Task details => Can you return the records below exactly as they stand, but only from the first line through the one with "on the implementation"?

--

use crate::config::Config;
use crate::error::{ApiError, Result};
use async_trait::async_trait;
use log::{debug, error, info, warn};
use reqwest::Client;
use serde::Serialize;
use std::sync::atomic::{AtomicBool, Ordering};
use std::sync::Arc;
use std::time::Duration;
use tokio::sync::OnceCell;

const MAX_TEXT_PREVIEW_LENGTH: usize = 100;
const DEFAULT_CONNECTION_TIMEOUT_SECONDS: u64 = 15;

/// A fixed-dimension text encoder.
///
/// The HTTP call behind `encode` is the only potentially slow step in the
/// whole pipeline, so the request timeout configured on the implementation
/// is the sole cancellation point callers get.
#[async_trait]
pub trait TextEncoder: Send + Sync {
    async fn encode(&self, text: &str) -> Result<Vec<f32>>;

    /// Dimension of every vector this encoder produces.
    fn dimension(&self) -> usize;
}

/// Sentence encoder backed by the HuggingFace Inference API.
#[derive(Clone)]
pub struct HuggingFaceEncoder {
    client: Client,
    api_key: String,
    model_url: String,
    model_name: String,
    dimension: usize,
    retry_attempts: u32,
    retry_delay_ms: u64,
    initialized: Arc<AtomicBool>,
    warmup: Arc<OnceCell<()>>,
}

impl HuggingFaceEncoder {
    /// Create the encoder without touching the network. The first `encode`
    /// (or an explicit `prewarm`) performs the actual model warm-up.
    pub fn new(config: &Config) -> Result<Self> {
        if config.huggingface_api_key.trim().is_empty() {
            return Err(ApiError::ModelUnavailable(
                "APP_HUGGINGFACE_API_KEY is empty".to_string(),
            ));
        }

        let client = Client::builder()
            .timeout(Duration::from_secs(config.request_timeout_secs))
            .connect_timeout(Duration::from_secs(DEFAULT_CONNECTION_TIMEOUT_SECONDS))
            .pool_max_idle_per_host(10)
            .tcp_keepalive(Some(Duration::from_secs(60)))
            .build()
            .map_err(|e| ApiError::InternalError(format!("Failed to create HTTP client: {}", e)))?;

        let model_url = format!(
            "{}/models/{}",
            config.huggingface_base_url, config.model_name
        );

        info!(
            "Initializing HuggingFace encoder with model: {}, dimension: {}, timeout: {}s",
            config.model_name, config.embedding_dimension, config.request_timeout_secs
        );

        Ok(Self {
            client,
            api_key: config.huggingface_api_key.clone(),
            model_url,
            model_name: config.model_name.clone(),
            dimension: config.embedding_dimension,
            retry_attempts: config.retry_attempts,
            retry_delay_ms: config.retry_delay_ms,
            initialized: Arc::new(AtomicBool::new(false)),
            warmup: Arc::new(OnceCell::new()),
        })
    }

    /// Warm the model up so the first user request doesn't pay the load cost.
    /// Concurrent callers block until the one doing the work finishes; a
    /// failed warm-up leaves the cell empty so the next caller retries.
    ///
    /// Returns true if this call performed the warm-up.
    pub async fn prewarm(&self) -> Result<bool> {
        if self.initialized.load(Ordering::Acquire) {
            debug!("HuggingFace encoder already prewarmed, skipping");
            return Ok(false);
        }

        let mut performed = false;
        self.warmup
            .get_or_try_init(|| async {
                info!("Prewarming HuggingFace encoder...");
                let test_text = "This is a test sentence for prewarming the embeddings model.";
                self.encode(test_text).await?;
                info!("HuggingFace encoder successfully prewarmed");
                performed = true;
                Ok::<(), ApiError>(())
            })
            .await?;
        Ok(performed)
    }

    async fn make_api_request(&self, input: &str) -> Result<reqwest::Response> {
        #[derive(Serialize)]
        struct Request<'a> {
            inputs: &'a str,
            options: Options,
        }

        #[derive(Serialize)]
        struct Options {
            wait_for_model: bool,
            use_cache: bool,
        }

        let request = Request {
            inputs: input,
            options: Options {
                wait_for_model: true,
                use_cache: true,
            },
        };

        let response = self
            .client
            .post(&self.model_url)
            .header("Authorization", format!("Bearer {}", self.api_key))
            .json(&request)
            .send()
            .await
            .map_err(|e| {
                ApiError::ModelInferenceError(format!("Failed to send request to model API: {}", e))
            })?;

        Ok(response)
    }

    async fn process_api_response(&self, response: reqwest::Response) -> Result<Vec<f32>> {
        if !response.status().is_success() {
            let status = response.status();
            let text = response.text().await.unwrap_or_default();

            return Err(match status.as_u16() {
                404 => ApiError::ModelUnavailable(format!(
                    "Model not found: {}. Check the model name in your configuration.",
                    self.model_name
                )),
                401 | 403 => ApiError::ModelUnavailable(
                    "Authentication failed. Check your HuggingFace API key.".to_string(),
                ),
                429 => ApiError::ExternalServiceError(
                    "Rate limit exceeded. Reduce request frequency.".to_string(),
                ),
                _ => ApiError::ModelInferenceError(format!(
                    "HuggingFace API returned non-success status: {} - {}",
                    status, text
                )),
            });
        }

        let value: serde_json::Value = response.json().await.map_err(|e| {
            ApiError::SerializationError(format!("Failed to parse HuggingFace response: {}", e))
        })?;

        // The feature-extraction pipeline returns either a flat vector for a
        // single input or one vector per input.
        let embedding: Vec<f32> = if let Ok(flat) =
            serde_json::from_value::<Vec<f32>>(value.clone())
        {
            flat
        } else if let Ok(nested) = serde_json::from_value::<Vec<Vec<f32>>>(value) {
            nested.into_iter().next().ok_or_else(|| {
                ApiError::ModelInferenceError("Empty embedding response".to_string())
            })?
        } else {
            return Err(ApiError::ModelInferenceError(
                "Unrecognized embedding response format".to_string(),
            ));
        };

        if embedding.len() != self.dimension {
            return Err(ApiError::ShapeMismatch {
                left: embedding.len(),
                right: self.dimension,
            });
        }

        Ok(embedding)
    }
}

#[async_trait]
impl TextEncoder for HuggingFaceEncoder {
    async fn encode(&self, text: &str) -> Result<Vec<f32>> {
        debug!(
            "Encoding text (length: {}): {}{}",
            text.len(),
            &text[..text
                .char_indices()
                .nth(MAX_TEXT_PREVIEW_LENGTH)
                .map(|(i, _)| i)
                .unwrap_or(text.len())],
            if text.chars().count() > MAX_TEXT_PREVIEW_LENGTH {
                "..."
            } else {
                ""
            }
        );

        let mut last_error =
            ApiError::ModelInferenceError("All retry attempts failed when encoding text".into());

        for attempt in 1..=self.retry_attempts {
            match self.make_api_request(text).await {
                Ok(response) => match self.process_api_response(response).await {
                    Ok(embedding) => {
                        self.initialized.store(true, Ordering::Release);
                        return Ok(embedding);
                    }
                    // Auth/model errors won't heal between retries.
                    Err(e @ ApiError::ModelUnavailable(_)) => return Err(e),
                    Err(e) => last_error = e,
                },
                Err(e) => last_error = e,
            }

            if attempt < self.retry_attempts {
                let delay_ms = self.retry_delay_ms * 2u64.pow(attempt - 1);
                warn!(
                    "Encode attempt {}/{} failed: {}. Retrying in {}ms",
                    attempt, self.retry_attempts, last_error, delay_ms
                );
                tokio::time::sleep(Duration::from_millis(delay_ms)).await;
            }
        }

        error!(
            "All {} encode attempts failed: {}",
            self.retry_attempts, last_error
        );
        Err(last_error)
    }

    fn dimension(&self) -> usize {
        self.dimension
    }
}

#[cfg(test)]
pub(crate) mod stub {
    use super::*;
    use std::collections::HashMap;
    use std::sync::atomic::AtomicUsize;
    use std::sync::Mutex;

    /// Deterministic in-process encoder for tests. Texts registered with
    /// `insert` get their fixed vector; anything else gets a vector derived
    /// from its bytes, so repeated calls are bit-identical.
    pub(crate) struct StubEncoder {
        dimension: usize,
        table: Mutex<HashMap<String, Vec<f32>>>,
        pub calls: AtomicUsize,
    }

    impl StubEncoder {
        pub fn new(dimension: usize) -> Self {
            Self {
                dimension,
                table: Mutex::new(HashMap::new()),
                calls: AtomicUsize::new(0),
            }
        }

        pub fn insert(&self, text: &str, vector: Vec<f32>) {
            assert_eq!(vector.len(), self.dimension);
            self.table.lock().unwrap().insert(text.to_string(), vector);
        }

        pub fn call_count(&self) -> usize {
            self.calls.load(Ordering::SeqCst)
        }

        fn derive(&self, text: &str) -> Vec<f32> {
            let mut v = vec![0.0f32; self.dimension];
            for (i, b) in text.bytes().enumerate() {
                v[i % self.dimension] += b as f32 / 255.0;
            }
            v
        }
    }

    #[async_trait]
    impl TextEncoder for StubEncoder {
        async fn encode(&self, text: &str) -> Result<Vec<f32>> {
            self.calls.fetch_add(1, Ordering::SeqCst);
            if let Some(v) = self.table.lock().unwrap().get(text) {
                return Ok(v.clone());
            }
            Ok(self.derive(text))
        }

        fn dimension(&self) -> usize {
            self.dimension
        }
    }
}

--

Answer to the exercise =>
use crate::config::Config;
use crate::error::{ApiError, Result};
use async_trait::async_trait;
use log::{debug, error, info, warn};
use reqwest::Client;
use serde::Serialize;
use std::sync::atomic::{AtomicBool, Ordering};
use std::sync::Arc;
use std::time::Duration;
use tokio::sync::OnceCell;

const MAX_TEXT_PREVIEW_LENGTH: usize = 100;
const DEFAULT_CONNECTION_TIMEOUT_SECONDS: u64 = 15;

/// A fixed-dimension text encoder.
///
/// The HTTP call behind `encode` is the only potentially slow step in the
/// whole pipeline, so the request timeout configured on the implementation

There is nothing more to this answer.